# Your goal
Please give the data again exactly, with no line dropped.

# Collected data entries

*** Block opens ***

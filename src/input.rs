// 该文件是 Posekit 项目的一部分。
// src/input.rs - 视频输入
//
// 本文件根据 Apache 许可证第 2.0 版（以下简称“许可证”）授权使用；
// 除非遵守该许可证条款，否则您不得使用本文件。
// 您可通过以下网址获取许可证副本：
// http://www.apache.org/licenses/LICENSE-2.0
// 除非适用法律要求或书面同意，根据本许可协议分发的软件均按“原样”提供，
// 不附带任何形式的明示或暗示的保证或条件。
// 有关许可权限与限制的具体条款，请参阅本许可协议。
//
// Copyright (C) 2026 Johann Li <me@qinka.pro>, Wareless Group

use std::path::Path;

use image::RgbImage;
use thiserror::Error;
use tracing::warn;
use url::Url;

use crate::{FromUrl, FromUrlWithScheme, pose::VideoInfo};

/// 帧率未知时使用的帧率
pub const DEFAULT_FPS: f64 = 30.0;

/// 按顺序解码的视频帧
///
/// 迭代器在视频结束时返回 `None`，解码失败时返回 `Some(Err(..))`，
/// 此后不再产生任何帧。
pub trait FrameSource: Iterator<Item = Result<RgbImage, SourceError>> {
  /// 打开时得到的视频属性
  fn video_info(&self) -> &VideoInfo;

  /// 输出文件命名用的名字，通常是文件名去掉扩展名
  fn stem(&self) -> &str;

  /// 释放解码资源，重复调用无副作用
  fn close(&mut self) {}
}

mod synthetic;
pub use self::synthetic::SyntheticSource;

#[cfg(feature = "read_image_file")]
mod read_image_file;
#[cfg(feature = "read_image_file")]
pub use self::read_image_file::ImageSequenceSource;

#[cfg(feature = "gstreamer_input")]
mod gstreamer_input;
#[cfg(feature = "gstreamer_input")]
pub use self::gstreamer_input::{GStreamerSource, GStreamerSourceError};

#[derive(Error, Debug)]
pub enum SourceError {
  #[error("URI scheme mismatch")]
  SchemeMismatch,
  #[error("Unsupported video source: {0}")]
  Unsupported(String),
  #[error("Video source not found: {0}")]
  NotFound(String),
  #[error("Invalid source parameter {key}={value}")]
  InvalidParameter { key: String, value: String },
  #[error("I/O error: {0}")]
  IoError(#[from] std::io::Error),
  #[error("Failed to decode {path}: {source}")]
  Decode {
    path: String,
    #[source]
    source: image::ImageError,
  },
  #[error("Frame size changed from {expected:?} to {actual:?}")]
  FrameSizeMismatch {
    expected: (u32, u32),
    actual: (u32, u32),
  },
  #[error("Corrupt frame {0}")]
  CorruptFrame(u64),
  #[cfg(feature = "gstreamer_input")]
  #[error("GStreamer input error: {0}")]
  GStreamer(#[from] GStreamerSourceError),
}

/// 帧率为 0 或无法确定时退回到 [`DEFAULT_FPS`]
pub(crate) fn normalize_fps(fps: f64, path: &str) -> f64 {
  if fps.is_finite() && fps > 0.0 {
    fps
  } else {
    warn!("{} 的帧率未知, 使用默认值 {}", path, DEFAULT_FPS);
    DEFAULT_FPS
  }
}

/// 读取 URL 查询参数并解析
pub(crate) fn query_param<T: std::str::FromStr>(
  url: &Url,
  key: &str,
) -> Result<Option<T>, SourceError> {
  match url.query_pairs().find(|(k, _)| k == key) {
    None => Ok(None),
    Some((_, value)) => value
      .parse()
      .map(Some)
      .map_err(|_| SourceError::InvalidParameter {
        key: key.to_string(),
        value: value.into_owned(),
      }),
  }
}

/// 本 crate 支持的全部视频输入
pub enum SourceWrapper {
  Synthetic(SyntheticSource),
  #[cfg(feature = "read_image_file")]
  ImageSequence(ImageSequenceSource),
  #[cfg(feature = "gstreamer_input")]
  GStreamer(GStreamerSource),
}

impl SourceWrapper {
  /// 打开视频
  ///
  /// `location` 可以是带已知 scheme 的 URL，也可以是本地路径：
  /// 目录按图像序列读取，其他文件交给 GStreamer 解码。
  pub fn open(location: &str) -> Result<Self, SourceError> {
    if let Ok(url) = Url::parse(location)
      && Self::knows_scheme(url.scheme())
    {
      return Self::from_url(&url);
    }

    let path = Path::new(location);
    if !path.exists() {
      return Err(SourceError::NotFound(location.to_string()));
    }
    #[cfg(feature = "read_image_file")]
    {
      if path.is_dir() {
        let source = ImageSequenceSource::open(path, None)?;
        return Ok(SourceWrapper::ImageSequence(source));
      }
    }
    #[cfg(feature = "gstreamer_input")]
    {
      if path.is_file() {
        return Ok(SourceWrapper::GStreamer(GStreamerSource::open(path)?));
      }
    }
    Err(SourceError::Unsupported(location.to_string()))
  }

  fn knows_scheme(scheme: &str) -> bool {
    #[allow(unused_mut)]
    let mut schemes = vec![SyntheticSource::SCHEME];
    #[cfg(feature = "read_image_file")]
    schemes.push(ImageSequenceSource::SCHEME);
    #[cfg(feature = "gstreamer_input")]
    schemes.push(GStreamerSource::SCHEME);
    schemes.contains(&scheme)
  }

  fn inner(&self) -> &dyn FrameSource {
    match self {
      SourceWrapper::Synthetic(source) => source,
      #[cfg(feature = "read_image_file")]
      SourceWrapper::ImageSequence(source) => source,
      #[cfg(feature = "gstreamer_input")]
      SourceWrapper::GStreamer(source) => source,
    }
  }

  fn inner_mut(&mut self) -> &mut dyn FrameSource {
    match self {
      SourceWrapper::Synthetic(source) => source,
      #[cfg(feature = "read_image_file")]
      SourceWrapper::ImageSequence(source) => source,
      #[cfg(feature = "gstreamer_input")]
      SourceWrapper::GStreamer(source) => source,
    }
  }
}

impl FromUrl for SourceWrapper {
  type Error = SourceError;

  fn from_url(url: &Url) -> Result<Self, Self::Error> {
    match url.scheme() {
      SyntheticSource::SCHEME => Ok(SourceWrapper::Synthetic(SyntheticSource::from_url(url)?)),
      #[cfg(feature = "read_image_file")]
      ImageSequenceSource::SCHEME => Ok(SourceWrapper::ImageSequence(
        ImageSequenceSource::from_url(url)?,
      )),
      #[cfg(feature = "gstreamer_input")]
      GStreamerSource::SCHEME => Ok(SourceWrapper::GStreamer(GStreamerSource::from_url(url)?)),
      _ => Err(SourceError::SchemeMismatch),
    }
  }
}

impl Iterator for SourceWrapper {
  type Item = Result<RgbImage, SourceError>;

  fn next(&mut self) -> Option<Self::Item> {
    self.inner_mut().next()
  }
}

impl FrameSource for SourceWrapper {
  fn video_info(&self) -> &VideoInfo {
    self.inner().video_info()
  }

  fn stem(&self) -> &str {
    self.inner().stem()
  }

  fn close(&mut self) {
    self.inner_mut().close()
  }
}

#[cfg(test)]
mod tests {
  use super::*;

  #[test]
  fn opens_synthetic_url() {
    let source = SourceWrapper::open("synthetic://?width=32&height=24&frames=3&fps=10").unwrap();
    let info = source.video_info().clone();
    assert_eq!((info.width, info.height), (32, 24));
    assert_eq!(info.total_frames, 3);
    assert_eq!(info.fps, 10.0);
    assert_eq!(source.count(), 3);
  }

  #[test]
  fn missing_path_is_not_found() {
    assert!(matches!(
      SourceWrapper::open("/nonexistent/clip.mp4"),
      Err(SourceError::NotFound(_))
    ));
  }

  #[test]
  fn unknown_fps_falls_back() {
    assert_eq!(normalize_fps(0.0, "x"), DEFAULT_FPS);
    assert_eq!(normalize_fps(f64::NAN, "x"), DEFAULT_FPS);
    assert_eq!(normalize_fps(25.0, "x"), 25.0);
  }
}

*** Block closes ***

# Solution below
filename src/input.rs
// 该文件是 Posekit 项目的一部分。
// src/input.rs - 视频输入
//
// 本文件根据 Apache 许可证第 2.0 版（以下简称“许可证”）授权使用；
// 除非遵守该许可证条款，否则您不得使用本文件。
// 您可通过以下网址获取许可证副本：
// http://www.apache.org/licenses/LICENSE-2.0
// 除非适用法律要求或书面同意，根据本许可协议分发的软件均按“原样”提供，
// 不附带任何形式的明示或暗示的保证或条件。
// 有关许可权限与限制的具体条款，请参阅本许可协议。
//
// Copyright (C) 2026 Johann Li <me@qinka.pro>, Wareless Group

use std::path::Path;

use image::RgbImage;
use thiserror::Error;
use tracing::warn;
use url::Url;

use crate::{FromUrl, FromUrlWithScheme, pose::VideoInfo};

/// 帧率未知时使用的帧率
pub const DEFAULT_FPS: f64 = 30.0;

/// 按顺序解码的视频帧
///
/// 迭代器在视频结束时返回 `None`，解码失败时返回 `Some(Err(..))`，
/// 此后不再产生任何帧。
pub trait FrameSource: Iterator<Item = Result<RgbImage, SourceError>> {
  /// 打开时得到的视频属性
  fn video_info(&self) -> &VideoInfo;

  /// 输出文件命名用的名字，通常是文件名去掉扩展名
  fn stem(&self) -> &str;

  /// 释放解码资源，重复调用无副作用
  fn close(&mut self) {}
}

mod synthetic;
pub use self::synthetic::SyntheticSource;

#[cfg(feature = "read_image_file")]
mod read_image_file;
#[cfg(feature = "read_image_file")]
pub use self::read_image_file::ImageSequenceSource;

#[cfg(feature = "gstreamer_input")]
mod gstreamer_input;
#[cfg(feature = "gstreamer_input")]
pub use self::gstreamer_input::{GStreamerSource, GStreamerSourceError};

#[derive(Error, Debug)]
pub enum SourceError {
  #[error("URI scheme mismatch")]
  SchemeMismatch,
  #[error("Unsupported video source: {0}")]
  Unsupported(String),
  #[error("Video source not found: {0}")]
  NotFound(String),
  #[error("Invalid source parameter {key}={value}")]
  InvalidParameter { key: String, value: String },
  #[error("I/O error: {0}")]
  IoError(#[from] std::io::Error),
  #[error("Failed to decode {path}: {source}")]
  Decode {
    path: String,
    #[source]
    source: image::ImageError,
  },
  #[error("Frame size changed from {expected:?} to {actual:?}")]
  FrameSizeMismatch {
    expected: (u32, u32),
    actual: (u32, u32),
  },
  #[error("Corrupt frame {0}")]
  CorruptFrame(u64),
  #[cfg(feature = "gstreamer_input")]
  #[error("GStreamer input error: {0}")]
  GStreamer(#[from] GStreamerSourceError),
}

/// 帧率为 0 或无法确定时退回到 [`DEFAULT_FPS`]
pub(crate) fn normalize_fps(fps: f64, path: &str) -> f64 {
  if fps.is_finite() && fps > 0.0 {
    fps
  } else {
    warn!("{} 的帧率未知, 使用默认值 {}", path, DEFAULT_FPS);
    DEFAULT_FPS
  }
}

/// 读取 URL 查询参数并解析
pub(crate) fn query_param<T: std::str::FromStr>(
  url: &Url,
  key: &str,
) -> Result<Option<T>, SourceError> {
  match url.query_pairs().find(|(k, _)| k == key) {
    None => Ok(None),
    Some((_, value)) => value
      .parse()
      .map(Some)
      .map_err(|_| SourceError::InvalidParameter {
        key: key.to_string(),
        value: value.into_owned(),
      }),
  }
}

/// 本 crate 支持的全部视频输入
pub enum SourceWrapper {
  Synthetic(SyntheticSource),
  #[cfg(feature = "read_image_file")]
  ImageSequence(ImageSequenceSource),
  #[cfg(feature = "gstreamer_input")]
  GStreamer(GStreamerSource),
}

impl SourceWrapper {
  /// 打开视频
  ///
  /// `location` 可以是带已知 scheme 的 URL，也可以是本地路径：
  /// 目录按图像序列读取，其他文件交给 GStreamer 解码。
  pub fn open(location: &str) -> Result<Self, SourceError> {
    if let Ok(url) = Url::parse(location)
      && Self::knows_scheme(url.scheme())
    {
      return Self::from_url(&url);
    }

    let path = Path::new(location);
    if !path.exists() {
      return Err(SourceError::NotFound(location.to_string()));
    }
    #[cfg(feature = "read_image_file")]
    {
      if path.is_dir() {
        let source = ImageSequenceSource::open(path, None)?;
        return Ok(SourceWrapper::ImageSequence(source));
      }
    }
    #[cfg(feature = "gstreamer_input")]
    {
      if path.is_file() {
        return Ok(SourceWrapper::GStreamer(GStreamerSource::open(path)?));
      }
    }
    Err(SourceError::Unsupported(location.to_string()))
  }

  fn knows_scheme(scheme: &str) -> bool {
    #[allow(unused_mut)]
    let mut schemes = vec![SyntheticSource::SCHEME];
    #[cfg(feature = "read_image_file")]
    schemes.push(ImageSequenceSource::SCHEME);
    #[cfg(feature = "gstreamer_input")]
    schemes.push(GStreamerSource::SCHEME);
    schemes.contains(&scheme)
  }

  fn inner(&self) -> &dyn FrameSource {
    match self {
      SourceWrapper::Synthetic(source) => source,
      #[cfg(feature = "read_image_file")]
      SourceWrapper::ImageSequence(source) => source,
      #[cfg(feature = "gstreamer_input")]
      SourceWrapper::GStreamer(source) => source,
    }
  }

  fn inner_mut(&mut self) -> &mut dyn FrameSource {
    match self {
      SourceWrapper::Synthetic(source) => source,
      #[cfg(feature = "read_image_file")]
      SourceWrapper::ImageSequence(source) => source,
      #[cfg(feature = "gstreamer_input")]
      SourceWrapper::GStreamer(source) => source,
    }
  }
}

impl FromUrl for SourceWrapper {
  type Error = SourceError;

  fn from_url(url: &Url) -> Result<Self, Self::Error> {
    match url.scheme() {
      SyntheticSource::SCHEME => Ok(SourceWrapper::Synthetic(SyntheticSource::from_url(url)?)),
      #[cfg(feature = "read_image_file")]
      ImageSequenceSource::SCHEME => Ok(SourceWrapper::ImageSequence(
        ImageSequenceSource::from_url(url)?,
      )),
      #[cfg(feature = "gstreamer_input")]
      GStreamerSource::SCHEME => Ok(SourceWrapper::GStreamer(GStreamerSource::from_url(url)?)),
      _ => Err(SourceError::SchemeMismatch),
    }
  }
}

impl Iterator for SourceWrapper {
  type Item = Result<RgbImage, SourceError>;

  fn next(&mut self) -> Option<Self::Item> {
    self.inner_mut().next()
  }
}

impl FrameSource for SourceWrapper {
  fn video_info(&self) -> &VideoInfo {
    self.inner().video_info()
  }

  fn stem(&self) -> &str {
    self.inner().stem()
  }

  fn close(&mut self) {
    self.inner_mut().close()
  }
}

#[cfg(test)]
mod tests {
  use super::*;

  #[test]
  fn opens_synthetic_url() {
    let source = SourceWrapper::open("synthetic://?width=32&height=24&frames=3&fps=10").unwrap();
    let info = source.video_info().clone();
    assert_eq!((info.width, info.height), (32, 24));
    assert_eq!(info.total_frames, 3);
    assert_eq!(info.fps, 10.0);
    assert_eq!(source.count(), 3);
  }

  #[test]
  fn missing_path_is_not_found() {
    assert!(matches!(
      SourceWrapper::open("/nonexistent/clip.mp4"),
      Err(SourceError::NotFound(_))
    ));
  }

  #[test]
  fn unknown_fps_falls_back() {
    assert_eq!(normalize_fps(0.0, "x"), DEFAULT_FPS);
    assert_eq!(normalize_fps(f64::NAN, "x"), DEFAULT_FPS);
    assert_eq!(normalize_fps(25.0, "x"), 25.0);
  }
}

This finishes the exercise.